Meter movements on these machines varied from .5% to 1% to 1.5% to 2%. I seen pros playing some amazingly low numbers. Some would even play them as low as $1200. But this was in the days when a lot of casinos had same day major cashback with multi-point days.

Most players didn't like anything under $1500. So I had to figure that the cost to hit the progressive was at or below $1500. If the cost is $1500--1500/12288 = a 12.2% drop between top line hits. The "cost" is the average amount of money you get dropped for between top line hits.

This is where meter speed comes in.

With a .5% meter the top line hit would have to miss about 8 cycles, 33333 spins to put the meter on $1500.
With a 1% meter the top line hit would have to miss about 4 cycles, 16384 spins to put the meter on $1500
With a 2% meter the top line hit would have to miss about 2 cycles, 8192 games to put the meter on $1500.

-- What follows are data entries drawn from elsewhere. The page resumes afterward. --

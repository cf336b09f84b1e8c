use crate::error::{Artifact, Result, ServiceError};
use crate::features::FeatureOrder;
use crate::model::{Classifier, FittedClassifier, FittedScaler, Scaler};
use serde::de::DeserializeOwned;
use std::{fs, path::Path, path::PathBuf};
use tracing::info;

/// Where the training pipeline left its outputs.
#[derive(Debug, Clone, PartialEq, Eq)]
pub struct ArtifactPaths {
    pub model: PathBuf,
    pub scaler: PathBuf,
    pub feature_order: PathBuf,
}

/// The three fitted artifacts, checked against each other.
#[derive(Debug, Clone)]
pub struct Artifacts {
    pub order: FeatureOrder,
    pub scaler: FittedScaler,
    pub model: FittedClassifier,
}

fn read_json<T: DeserializeOwned>(artifact: Artifact, path: &Path) -> Result<T> {
    let txt = fs::read_to_string(path).map_err(|source| ServiceError::ArtifactMissing {
        artifact,
        path: path.to_path_buf(),
        source,
    })?;
    serde_json::from_str(&txt).map_err(|e| ServiceError::corrupt(artifact, path, e.to_string()))
}

impl Artifacts {
    pub fn load(paths: &ArtifactPaths) -> Result<Self> {
        let names: Vec<String> = read_json(Artifact::FeatureOrder, &paths.feature_order)?;
        if names.is_empty() {
            return Err(ServiceError::corrupt(
                Artifact::FeatureOrder,
                &paths.feature_order,
                "feature order is empty",
            ));
        }
        let order = FeatureOrder::from_names(&names)?;
        info!(
            path = %paths.feature_order.display(),
            "loaded feature order [{}]: {:?}",
            order.len(),
            order.names()
        );

        let scaler: FittedScaler = read_json(Artifact::Scaler, &paths.scaler)?;
        scaler
            .validate()
            .map_err(|e| ServiceError::corrupt(Artifact::Scaler, &paths.scaler, e))?;
        info!(path = %paths.scaler.display(), in_dim = scaler.n_features(), "loaded scaler");

        let model: FittedClassifier = read_json(Artifact::Model, &paths.model)?;
        model
            .validate()
            .map_err(|e| ServiceError::corrupt(Artifact::Model, &paths.model, e))?;
        info!(path = %paths.model.display(), in_dim = model.n_features(), "loaded model");

        Self::from_parts(order, scaler, model)
    }

    /// Assembles already-parsed artifacts, enforcing a common feature width.
    pub fn from_parts(order: FeatureOrder, scaler: FittedScaler, model: FittedClassifier) -> Result<Self> {
        let expected = order.len();
        if scaler.n_features() != expected {
            return Err(ServiceError::ShapeMismatch {
                artifact: Artifact::Scaler,
                expected,
                actual: scaler.n_features(),
            });
        }
        if model.n_features() != expected {
            return Err(ServiceError::ShapeMismatch {
                artifact: Artifact::Model,
                expected,
                actual: model.n_features(),
            });
        }
        Ok(Self { order, scaler, model })
    }
}
use crate::predictor::Predictor;
use crate::types::{PredictionRequest, PredictionResponse};
use axum::{
    body::Bytes,
    extract::{rejection::BytesRejection, State},
    http::{header, HeaderMap, HeaderValue, StatusCode},
    routing::post,
    Json, Router,
};
use serde_json::{error::Category, json};
use std::sync::Arc;
use tower_http::cors::{AllowHeaders, AllowMethods, AllowOrigin, CorsLayer};

type ApiError = (StatusCode, Json<serde_json::Value>);

#[derive(Clone)]
pub struct AppState {
    pub predictor: Arc<Predictor>,
}

impl AppState {
    pub fn new(predictor: Predictor) -> Self {
        Self {
            predictor: Arc::new(predictor),
        }
    }
}

/// Any origin, method and header, with credentials.
///
/// `*` cannot be combined with credentials, so the request's own values are
/// echoed back instead.
pub fn cors() -> CorsLayer {
    CorsLayer::new()
        .allow_origin(AllowOrigin::mirror_request())
        .allow_methods(AllowMethods::mirror_request())
        .allow_headers(AllowHeaders::mirror_request())
        .allow_credentials(true)
}

pub fn router(state: AppState) -> Router {
    Router::new()
        .route("/predict", post(predict))
        .layer(cors())
        .with_state(state)
}

fn api_error(status: StatusCode, msg: impl Into<String>) -> ApiError {
    (status, Json(json!({ "error": msg.into() })))
}

/// `application/json`, with or without parameters, or any `application/*+json`.
fn is_json(content_type: &HeaderValue) -> bool {
    let Ok(ct) = content_type.to_str() else {
        return false;
    };
    let essence = ct.split(';').next().unwrap_or("").trim().to_ascii_lowercase();
    essence == "application/json"
        || (essence.starts_with("application/") && essence.ends_with("+json"))
}

/// Bodies without a content type are read as JSON too.
fn parse_request(headers: &HeaderMap, body: &[u8]) -> Result<PredictionRequest, ApiError> {
    if let Some(ct) = headers.get(header::CONTENT_TYPE) {
        if !is_json(ct) {
            return Err(api_error(
                StatusCode::UNSUPPORTED_MEDIA_TYPE,
                "Expected request with `Content-Type: application/json`",
            ));
        }
    }
    serde_json::from_slice(body).map_err(|e| match e.classify() {
        Category::Data => api_error(
            StatusCode::UNPROCESSABLE_ENTITY,
            format!("Failed to deserialize the JSON body into the target type: {e}"),
        ),
        Category::Syntax | Category::Eof | Category::Io => api_error(
            StatusCode::BAD_REQUEST,
            format!("Failed to parse the request body as JSON: {e}"),
        ),
    })
}

async fn predict(
    State(state): State<AppState>,
    headers: HeaderMap,
    body: Result<Bytes, BytesRejection>,
) -> Result<Json<PredictionResponse>, ApiError> {
    let body = body.map_err(|rej| api_error(rej.status(), rej.body_text()))?;

    // schema errors never reach the model
    let req = parse_request(&headers, &body).map_err(|err| {
        tracing::debug!(status = %err.0, "rejected request body");
        err
    })?;

    let out = state.predictor.predict(&req).map_err(|e| {
        tracing::error!("inference failed: {e}");
        api_error(StatusCode::INTERNAL_SERVER_ERROR, e.to_string())
    })?;

    Ok(Json(out))
}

The bulk of ones plays will come off the machines with 2% meters. This is what the meter speed is worth @ 900 spins per hour:

.5% meter = $13.50
1% meter = $27.00
2% meter = $54.00

The three key pieces of evidence one is looking for on slot progressives are:

1. The frequency of the top line hit
2. The drop between top line hits
3. The meter speed.
"Quit trying your luck and start trying your skill." Mickey Crimm
onenickelmiracle
onenickelmiracle
Joined: Jan 26, 2012
  • Threads: 209
  • Posts: 7999
December 16th, 2013 at 2:59:53 PM permalink
Quote: AxelWolf

Now that would be an interesting question, can a casino legally change a machine percentage lower on a progressive once it gets real high? This should be big NO NO. I know casinos have done this in the past on VP machines, a few times, gaming control was called out. It was a mix different decisions made by gaming control.

If a casino changes a slot on you by 5% Your going to tell me you would still have an advantage? Highly doubtful. Lets assume you find a slot machine that's at 10k. You think the cost is somewhere around 8k to hit. You now have a 2K profit over the cycle. If they change the pay back by 5% the machine could now easily cost you 20k to hit, now you would lose thousands of dollars per cycle instead of having a profit.

Exactly my concerns regarding progressives and SBG. Especially since often it seems almost every slot in casino is some kind of progressive and more and more I am beginning to be confident the odds of winning progressives is directly tied to the set payback.

Edit: Just wanted to add, just because a machine must be idle, this doesn't stop the casino from making it idle and kicking the player out spitting out their money.
In the land of the blind, the man with one eye is the care taker. Hold my beer.